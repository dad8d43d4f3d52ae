//! The wire underneath an ADS session.

use crate::client::config::ServerConfig;
use crate::error::{Error, Result};
use bytes::Bytes;
use std::future::Future;
use tokio::sync::mpsc;

#[cfg(any(test, feature = "test-util"))]
pub mod mock;
#[cfg(feature = "transport-tonic")]
pub mod tls;
#[cfg(feature = "transport-tonic")]
pub mod tonic;

/// Number of outbound requests buffered ahead of the stream.
pub(crate) const REQUEST_BUFFER_SIZE: usize = 16;

/// Factory for [`Transport`]s.
///
/// The client calls [`build`](Self::build) on every `connect`, so a builder
/// holds only configuration (TLS material, dialer, timeouts), never live
/// connection state.
pub trait TransportBuilder: Send + Sync + 'static {
    /// The transport type produced by this builder.
    type Transport: Transport;

    /// Dial the server and return a connected transport.
    fn build(&self, server: &ServerConfig) -> impl Future<Output = Result<Self::Transport>> + Send;
}

/// A connected channel to an xDS server.
///
/// The crate ships a gRPC implementation over `tonic` and, with the
/// `test-util` feature, an in-memory one in `transport::mock`.
pub trait Transport: Send + Sync + 'static {
    /// The receive half produced by this transport.
    type Stream: TransportStream;

    /// Opens the bidirectional ADS stream at `path`.
    ///
    /// The returned [`RequestSink`] is usable immediately, before the server
    /// has answered, so initial subscriptions can be queued right away.
    fn new_stream(
        &self,
        path: &'static str,
    ) -> impl Future<Output = Result<(RequestSink, Self::Stream)>> + Send;
}

/// The receive half of an ADS stream.
///
/// Yields each `DiscoveryResponse` still encoded; the session decodes it with
/// the client's codec.
pub trait TransportStream: Send + 'static {
    /// Waits for the next encoded response.
    ///
    /// `Ok(None)` means the server finished the stream; any failure on the
    /// wire surfaces as `Err`.
    fn recv(&mut self) -> impl Future<Output = Result<Option<Bytes>>> + Send;
}

/// The send half of an ADS stream.
///
/// Dropping every clone of the sink half-closes the stream.
#[derive(Debug, Clone)]
pub struct RequestSink {
    tx: mpsc::Sender<Bytes>,
}

impl RequestSink {
    /// Creates a sink and the receiver a transport drains into the wire.
    pub fn channel() -> (Self, mpsc::Receiver<Bytes>) {
        let (tx, rx) = mpsc::channel(REQUEST_BUFFER_SIZE);
        (Self { tx }, rx)
    }

    /// Queue serialized DiscoveryRequest bytes for sending.
    pub async fn send(&self, request: Bytes) -> Result<()> {
        self.tx.send(request).await.map_err(|_| Error::StreamClosed)
    }

    /// Returns true once the transport has stopped accepting requests.
    pub fn is_closed(&self) -> bool {
        self.tx.is_closed()
    }
}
==============================
**ASSIGNMENT:**
In full and without error, repeat the material above.

**SOLUTION FOR THIS PROBLEM:**
repository dad8d43d4f3d52ae
//! The wire underneath an ADS session.

use crate::client::config::ServerConfig;
use crate::error::{Error, Result};
use bytes::Bytes;
use std::future::Future;
use tokio::sync::mpsc;

#[cfg(any(test, feature = "test-util"))]
pub mod mock;
#[cfg(feature = "transport-tonic")]
pub mod tls;
#[cfg(feature = "transport-tonic")]
pub mod tonic;

/// Number of outbound requests buffered ahead of the stream.
pub(crate) const REQUEST_BUFFER_SIZE: usize = 16;

/// Factory for [`Transport`]s.
///
/// The client calls [`build`](Self::build) on every `connect`, so a builder
/// holds only configuration (TLS material, dialer, timeouts), never live
/// connection state.
pub trait TransportBuilder: Send + Sync + 'static {
    /// The transport type produced by this builder.
    type Transport: Transport;

    /// Dial the server and return a connected transport.
    fn build(&self, server: &ServerConfig) -> impl Future<Output = Result<Self::Transport>> + Send;
}

/// A connected channel to an xDS server.
///
/// The crate ships a gRPC implementation over `tonic` and, with the
/// `test-util` feature, an in-memory one in `transport::mock`.
pub trait Transport: Send + Sync + 'static {
    /// The receive half produced by this transport.
    type Stream: TransportStream;

    /// Opens the bidirectional ADS stream at `path`.
    ///
    /// The returned [`RequestSink`] is usable immediately, before the server
    /// has answered, so initial subscriptions can be queued right away.
    fn new_stream(
        &self,
        path: &'static str,
    ) -> impl Future<Output = Result<(RequestSink, Self::Stream)>> + Send;
}

/// The receive half of an ADS stream.
///
/// Yields each `DiscoveryResponse` still encoded; the session decodes it with
/// the client's codec.
pub trait TransportStream: Send + 'static {
    /// Waits for the next encoded response.
    ///
    /// `Ok(None)` means the server finished the stream; any failure on the
    /// wire surfaces as `Err`.
    fn recv(&mut self) -> impl Future<Output = Result<Option<Bytes>>> + Send;
}

/// The send half of an ADS stream.
///
/// Dropping every clone of the sink half-closes the stream.
#[derive(Debug, Clone)]
pub struct RequestSink {
    tx: mpsc::Sender<Bytes>,
}

impl RequestSink {
    /// Creates a sink and the receiver a transport drains into the wire.
    pub fn channel() -> (Self, mpsc::Receiver<Bytes>) {
        let (tx, rx) = mpsc::channel(REQUEST_BUFFER_SIZE);
        (Self { tx }, rx)
    }

    /// Queue serialized DiscoveryRequest bytes for sending.
    pub async fn send(&self, request: Bytes) -> Result<()> {
        self.tx.send(request).await.map_err(|_| Error::StreamClosed)
    }

    /// Returns true once the transport has stopped accepting requests.
    pub fn is_closed(&self) -> bool {
        self.tx.is_closed()
    }
}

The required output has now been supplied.